▶ _DATA FOR THE TASK_:
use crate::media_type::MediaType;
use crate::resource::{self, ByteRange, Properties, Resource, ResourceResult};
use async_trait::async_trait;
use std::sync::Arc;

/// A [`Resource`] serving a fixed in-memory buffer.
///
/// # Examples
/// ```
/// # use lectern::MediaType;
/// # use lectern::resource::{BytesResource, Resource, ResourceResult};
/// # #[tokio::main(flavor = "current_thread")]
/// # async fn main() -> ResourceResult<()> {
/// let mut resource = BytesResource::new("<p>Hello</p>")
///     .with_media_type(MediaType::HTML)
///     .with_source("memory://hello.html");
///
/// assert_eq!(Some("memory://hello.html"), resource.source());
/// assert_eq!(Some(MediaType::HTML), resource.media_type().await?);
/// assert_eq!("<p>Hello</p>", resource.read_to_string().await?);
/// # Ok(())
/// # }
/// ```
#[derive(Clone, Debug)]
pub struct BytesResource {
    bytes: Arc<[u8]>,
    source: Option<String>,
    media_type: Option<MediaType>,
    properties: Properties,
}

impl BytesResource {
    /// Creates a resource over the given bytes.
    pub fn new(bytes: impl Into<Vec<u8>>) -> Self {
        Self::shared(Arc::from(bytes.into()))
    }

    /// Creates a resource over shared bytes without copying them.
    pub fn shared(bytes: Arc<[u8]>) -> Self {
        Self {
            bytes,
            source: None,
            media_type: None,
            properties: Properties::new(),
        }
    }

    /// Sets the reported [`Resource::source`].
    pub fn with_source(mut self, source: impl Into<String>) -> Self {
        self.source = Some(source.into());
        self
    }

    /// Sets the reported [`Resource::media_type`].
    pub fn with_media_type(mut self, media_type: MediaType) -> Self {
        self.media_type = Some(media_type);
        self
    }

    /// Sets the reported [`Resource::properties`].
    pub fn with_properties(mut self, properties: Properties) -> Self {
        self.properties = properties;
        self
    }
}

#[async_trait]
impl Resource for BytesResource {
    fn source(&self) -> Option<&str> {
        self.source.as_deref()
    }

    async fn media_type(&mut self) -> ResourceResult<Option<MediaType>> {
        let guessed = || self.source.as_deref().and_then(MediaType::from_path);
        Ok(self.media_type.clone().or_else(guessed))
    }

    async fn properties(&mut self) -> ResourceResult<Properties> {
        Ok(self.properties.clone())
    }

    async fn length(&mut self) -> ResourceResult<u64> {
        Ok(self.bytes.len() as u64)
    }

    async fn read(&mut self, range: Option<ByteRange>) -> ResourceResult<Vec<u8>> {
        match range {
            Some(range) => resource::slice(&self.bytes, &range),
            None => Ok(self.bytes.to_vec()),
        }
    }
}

▶ _WHAT TO WORK ON_: Output the listing above in its entirety, exactly as given.

▶ _SOLUTION FOR THIS TASK_:
use crate::media_type::MediaType;
use crate::resource::{self, ByteRange, Properties, Resource, ResourceResult};
use async_trait::async_trait;
use std::sync::Arc;

/// A [`Resource`] serving a fixed in-memory buffer.
///
/// # Examples
/// ```
/// # use lectern::MediaType;
/// # use lectern::resource::{BytesResource, Resource, ResourceResult};
/// # #[tokio::main(flavor = "current_thread")]
/// # async fn main() -> ResourceResult<()> {
/// let mut resource = BytesResource::new("<p>Hello</p>")
///     .with_media_type(MediaType::HTML)
///     .with_source("memory://hello.html");
///
/// assert_eq!(Some("memory://hello.html"), resource.source());
/// assert_eq!(Some(MediaType::HTML), resource.media_type().await?);
/// assert_eq!("<p>Hello</p>", resource.read_to_string().await?);
/// # Ok(())
/// # }
/// ```
#[derive(Clone, Debug)]
pub struct BytesResource {
    bytes: Arc<[u8]>,
    source: Option<String>,
    media_type: Option<MediaType>,
    properties: Properties,
}

impl BytesResource {
    /// Creates a resource over the given bytes.
    pub fn new(bytes: impl Into<Vec<u8>>) -> Self {
        Self::shared(Arc::from(bytes.into()))
    }

    /// Creates a resource over shared bytes without copying them.
    pub fn shared(bytes: Arc<[u8]>) -> Self {
        Self {
            bytes,
            source: None,
            media_type: None,
            properties: Properties::new(),
        }
    }

    /// Sets the reported [`Resource::source`].
    pub fn with_source(mut self, source: impl Into<String>) -> Self {
        self.source = Some(source.into());
        self
    }

    /// Sets the reported [`Resource::media_type`].
    pub fn with_media_type(mut self, media_type: MediaType) -> Self {
        self.media_type = Some(media_type);
        self
    }

    /// Sets the reported [`Resource::properties`].
    pub fn with_properties(mut self, properties: Properties) -> Self {
        self.properties = properties;
        self
    }
}

#[async_trait]
impl Resource for BytesResource {
    fn source(&self) -> Option<&str> {
        self.source.as_deref()
    }

    async fn media_type(&mut self) -> ResourceResult<Option<MediaType>> {
        let guessed = || self.source.as_deref().and_then(MediaType::from_path);
        Ok(self.media_type.clone().or_else(guessed))
    }

    async fn properties(&mut self) -> ResourceResult<Properties> {
        Ok(self.properties.clone())
    }

    async fn length(&mut self) -> ResourceResult<u64> {
        Ok(self.bytes.len() as u64)
    }

    async fn read(&mut self, range: Option<ByteRange>) -> ResourceResult<Vec<u8>> {
        match range {
            Some(range) => resource::slice(&self.bytes, &range),
            None => Ok(self.bytes.to_vec()),
        }
    }
}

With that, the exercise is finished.